| Work instructions |
Print out every record below, exactly as written.

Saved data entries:
################

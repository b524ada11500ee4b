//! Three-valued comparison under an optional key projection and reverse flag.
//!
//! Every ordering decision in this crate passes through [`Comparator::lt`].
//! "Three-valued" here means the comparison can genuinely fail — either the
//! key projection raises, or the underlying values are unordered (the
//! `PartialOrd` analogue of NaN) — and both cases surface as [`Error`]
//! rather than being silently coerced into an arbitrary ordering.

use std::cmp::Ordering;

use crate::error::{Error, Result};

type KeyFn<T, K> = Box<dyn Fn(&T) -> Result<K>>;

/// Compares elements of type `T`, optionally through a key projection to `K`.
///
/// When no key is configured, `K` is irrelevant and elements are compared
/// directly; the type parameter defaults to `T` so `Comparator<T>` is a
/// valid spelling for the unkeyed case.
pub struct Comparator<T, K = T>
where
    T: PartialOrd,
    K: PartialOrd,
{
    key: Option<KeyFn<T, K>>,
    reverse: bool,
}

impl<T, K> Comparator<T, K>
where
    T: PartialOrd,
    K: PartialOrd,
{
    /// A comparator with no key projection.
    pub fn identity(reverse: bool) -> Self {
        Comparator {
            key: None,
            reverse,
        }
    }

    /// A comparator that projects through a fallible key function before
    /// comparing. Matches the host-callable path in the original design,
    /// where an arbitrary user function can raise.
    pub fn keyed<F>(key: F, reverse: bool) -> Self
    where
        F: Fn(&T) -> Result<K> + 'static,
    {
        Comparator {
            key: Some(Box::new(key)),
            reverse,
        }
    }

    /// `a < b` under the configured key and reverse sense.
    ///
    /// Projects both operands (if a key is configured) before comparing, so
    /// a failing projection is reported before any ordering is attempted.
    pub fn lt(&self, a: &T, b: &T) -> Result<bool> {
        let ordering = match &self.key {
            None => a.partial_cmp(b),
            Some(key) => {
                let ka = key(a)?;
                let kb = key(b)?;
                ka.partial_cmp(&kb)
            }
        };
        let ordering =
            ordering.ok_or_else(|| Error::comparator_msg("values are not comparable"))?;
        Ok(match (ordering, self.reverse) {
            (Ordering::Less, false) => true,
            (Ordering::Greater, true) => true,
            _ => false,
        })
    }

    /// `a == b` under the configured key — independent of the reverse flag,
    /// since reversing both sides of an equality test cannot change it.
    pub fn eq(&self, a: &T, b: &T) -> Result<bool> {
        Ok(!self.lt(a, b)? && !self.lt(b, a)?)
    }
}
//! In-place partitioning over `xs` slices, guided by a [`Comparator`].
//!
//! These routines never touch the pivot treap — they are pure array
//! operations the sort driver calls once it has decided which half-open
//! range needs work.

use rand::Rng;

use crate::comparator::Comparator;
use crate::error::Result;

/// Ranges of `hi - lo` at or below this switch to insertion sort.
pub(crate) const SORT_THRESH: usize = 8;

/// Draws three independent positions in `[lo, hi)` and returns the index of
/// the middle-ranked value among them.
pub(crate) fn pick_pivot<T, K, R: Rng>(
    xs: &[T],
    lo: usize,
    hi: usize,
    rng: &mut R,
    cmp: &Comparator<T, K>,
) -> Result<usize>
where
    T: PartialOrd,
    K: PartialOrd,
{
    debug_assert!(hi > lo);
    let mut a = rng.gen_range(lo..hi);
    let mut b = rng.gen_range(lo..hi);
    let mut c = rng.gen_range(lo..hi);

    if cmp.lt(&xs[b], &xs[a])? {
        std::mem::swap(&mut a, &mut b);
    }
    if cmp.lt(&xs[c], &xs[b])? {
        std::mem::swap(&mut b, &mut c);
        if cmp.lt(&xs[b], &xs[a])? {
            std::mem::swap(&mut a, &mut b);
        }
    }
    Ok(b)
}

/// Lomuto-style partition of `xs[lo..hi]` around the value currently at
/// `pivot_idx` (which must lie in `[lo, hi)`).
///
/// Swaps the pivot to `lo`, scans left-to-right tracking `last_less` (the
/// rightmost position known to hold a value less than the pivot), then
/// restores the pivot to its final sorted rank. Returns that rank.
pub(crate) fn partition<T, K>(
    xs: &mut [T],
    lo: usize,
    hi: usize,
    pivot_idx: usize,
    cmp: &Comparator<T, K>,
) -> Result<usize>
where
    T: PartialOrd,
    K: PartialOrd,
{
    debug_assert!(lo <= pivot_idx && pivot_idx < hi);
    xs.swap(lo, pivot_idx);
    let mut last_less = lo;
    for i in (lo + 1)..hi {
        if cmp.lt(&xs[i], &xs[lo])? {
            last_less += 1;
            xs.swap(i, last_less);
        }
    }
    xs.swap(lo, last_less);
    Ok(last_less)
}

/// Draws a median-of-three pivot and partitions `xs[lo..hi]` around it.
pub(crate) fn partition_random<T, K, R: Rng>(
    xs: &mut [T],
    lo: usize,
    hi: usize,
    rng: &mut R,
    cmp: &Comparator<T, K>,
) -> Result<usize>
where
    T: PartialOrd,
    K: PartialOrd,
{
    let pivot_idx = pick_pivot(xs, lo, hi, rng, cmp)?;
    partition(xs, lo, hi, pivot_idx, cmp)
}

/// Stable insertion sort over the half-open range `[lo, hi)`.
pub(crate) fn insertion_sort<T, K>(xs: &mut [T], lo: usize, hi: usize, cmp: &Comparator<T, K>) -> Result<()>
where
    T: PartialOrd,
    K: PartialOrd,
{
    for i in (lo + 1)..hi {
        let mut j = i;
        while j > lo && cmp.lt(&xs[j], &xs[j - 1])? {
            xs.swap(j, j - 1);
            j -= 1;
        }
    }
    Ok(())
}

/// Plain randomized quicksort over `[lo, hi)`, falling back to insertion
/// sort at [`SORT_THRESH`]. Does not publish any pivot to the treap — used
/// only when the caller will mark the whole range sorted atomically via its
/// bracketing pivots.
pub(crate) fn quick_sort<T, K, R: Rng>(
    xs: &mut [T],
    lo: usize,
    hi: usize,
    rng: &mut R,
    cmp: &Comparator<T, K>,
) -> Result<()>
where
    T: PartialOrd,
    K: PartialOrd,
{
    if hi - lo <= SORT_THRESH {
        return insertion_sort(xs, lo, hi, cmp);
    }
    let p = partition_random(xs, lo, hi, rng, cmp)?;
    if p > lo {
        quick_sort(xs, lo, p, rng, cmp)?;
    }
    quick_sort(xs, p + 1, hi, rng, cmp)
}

################

| Solution for this problem |
repository b524ada11500ee4b
//! Three-valued comparison under an optional key projection and reverse flag.
//!
//! Every ordering decision in this crate passes through [`Comparator::lt`].
//! "Three-valued" here means the comparison can genuinely fail — either the
//! key projection raises, or the underlying values are unordered (the
//! `PartialOrd` analogue of NaN) — and both cases surface as [`Error`]
//! rather than being silently coerced into an arbitrary ordering.

use std::cmp::Ordering;

use crate::error::{Error, Result};

type KeyFn<T, K> = Box<dyn Fn(&T) -> Result<K>>;

/// Compares elements of type `T`, optionally through a key projection to `K`.
///
/// When no key is configured, `K` is irrelevant and elements are compared
/// directly; the type parameter defaults to `T` so `Comparator<T>` is a
/// valid spelling for the unkeyed case.
pub struct Comparator<T, K = T>
where
    T: PartialOrd,
    K: PartialOrd,
{
    key: Option<KeyFn<T, K>>,
    reverse: bool,
}

impl<T, K> Comparator<T, K>
where
    T: PartialOrd,
    K: PartialOrd,
{
    /// A comparator with no key projection.
    pub fn identity(reverse: bool) -> Self {
        Comparator {
            key: None,
            reverse,
        }
    }

    /// A comparator that projects through a fallible key function before
    /// comparing. Matches the host-callable path in the original design,
    /// where an arbitrary user function can raise.
    pub fn keyed<F>(key: F, reverse: bool) -> Self
    where
        F: Fn(&T) -> Result<K> + 'static,
    {
        Comparator {
            key: Some(Box::new(key)),
            reverse,
        }
    }

    /// `a < b` under the configured key and reverse sense.
    ///
    /// Projects both operands (if a key is configured) before comparing, so
    /// a failing projection is reported before any ordering is attempted.
    pub fn lt(&self, a: &T, b: &T) -> Result<bool> {
        let ordering = match &self.key {
            None => a.partial_cmp(b),
            Some(key) => {
                let ka = key(a)?;
                let kb = key(b)?;
                ka.partial_cmp(&kb)
            }
        };
        let ordering =
            ordering.ok_or_else(|| Error::comparator_msg("values are not comparable"))?;
        Ok(match (ordering, self.reverse) {
            (Ordering::Less, false) => true,
            (Ordering::Greater, true) => true,
            _ => false,
        })
    }

    /// `a == b` under the configured key — independent of the reverse flag,
    /// since reversing both sides of an equality test cannot change it.
    pub fn eq(&self, a: &T, b: &T) -> Result<bool> {
        Ok(!self.lt(a, b)? && !self.lt(b, a)?)
    }
}
//! In-place partitioning over `xs` slices, guided by a [`Comparator`].
//!
//! These routines never touch the pivot treap — they are pure array
//! operations the sort driver calls once it has decided which half-open
//! range needs work.

use rand::Rng;

use crate::comparator::Comparator;
use crate::error::Result;

/// Ranges of `hi - lo` at or below this switch to insertion sort.
pub(crate) const SORT_THRESH: usize = 8;

/// Draws three independent positions in `[lo, hi)` and returns the index of
/// the middle-ranked value among them.
pub(crate) fn pick_pivot<T, K, R: Rng>(
    xs: &[T],
    lo: usize,
    hi: usize,
    rng: &mut R,
    cmp: &Comparator<T, K>,
) -> Result<usize>
where
    T: PartialOrd,
    K: PartialOrd,
{
    debug_assert!(hi > lo);
    let mut a = rng.gen_range(lo..hi);
    let mut b = rng.gen_range(lo..hi);
    let mut c = rng.gen_range(lo..hi);

    if cmp.lt(&xs[b], &xs[a])? {
        std::mem::swap(&mut a, &mut b);
    }
    if cmp.lt(&xs[c], &xs[b])? {
        std::mem::swap(&mut b, &mut c);
        if cmp.lt(&xs[b], &xs[a])? {
            std::mem::swap(&mut a, &mut b);
        }
    }
    Ok(b)
}

/// Lomuto-style partition of `xs[lo..hi]` around the value currently at
/// `pivot_idx` (which must lie in `[lo, hi)`).
///
/// Swaps the pivot to `lo`, scans left-to-right tracking `last_less` (the
/// rightmost position known to hold a value less than the pivot), then
/// restores the pivot to its final sorted rank. Returns that rank.
pub(crate) fn partition<T, K>(
    xs: &mut [T],
    lo: usize,
    hi: usize,
    pivot_idx: usize,
    cmp: &Comparator<T, K>,
) -> Result<usize>
where
    T: PartialOrd,
    K: PartialOrd,
{
    debug_assert!(lo <= pivot_idx && pivot_idx < hi);
    xs.swap(lo, pivot_idx);
    let mut last_less = lo;
    for i in (lo + 1)..hi {
        if cmp.lt(&xs[i], &xs[lo])? {
            last_less += 1;
            xs.swap(i, last_less);
        }
    }
    xs.swap(lo, last_less);
    Ok(last_less)
}

/// Draws a median-of-three pivot and partitions `xs[lo..hi]` around it.
pub(crate) fn partition_random<T, K, R: Rng>(
    xs: &mut [T],
    lo: usize,
    hi: usize,
    rng: &mut R,
    cmp: &Comparator<T, K>,
) -> Result<usize>
where
    T: PartialOrd,
    K: PartialOrd,
{
    let pivot_idx = pick_pivot(xs, lo, hi, rng, cmp)?;
    partition(xs, lo, hi, pivot_idx, cmp)
}

/// Stable insertion sort over the half-open range `[lo, hi)`.
pub(crate) fn insertion_sort<T, K>(xs: &mut [T], lo: usize, hi: usize, cmp: &Comparator<T, K>) -> Result<()>
where
    T: PartialOrd,
    K: PartialOrd,
{
    for i in (lo + 1)..hi {
        let mut j = i;
        while j > lo && cmp.lt(&xs[j], &xs[j - 1])? {
            xs.swap(j, j - 1);
            j -= 1;
        }
    }
    Ok(())
}

/// Plain randomized quicksort over `[lo, hi)`, falling back to insertion
/// sort at [`SORT_THRESH`]. Does not publish any pivot to the treap — used
/// only when the caller will mark the whole range sorted atomically via its
/// bracketing pivots.
pub(crate) fn quick_sort<T, K, R: Rng>(
    xs: &mut [T],
    lo: usize,
    hi: usize,
    rng: &mut R,
    cmp: &Comparator<T, K>,
) -> Result<()>
where
    T: PartialOrd,
    K: PartialOrd,
{
    if hi - lo <= SORT_THRESH {
        return insertion_sort(xs, lo, hi, cmp);
    }
    let p = partition_random(xs, lo, hi, rng, cmp)?;
    if p > lo {
        quick_sort(xs, lo, p, rng, cmp)?;
    }
    quick_sort(xs, p + 1, hi, rng, cmp)
}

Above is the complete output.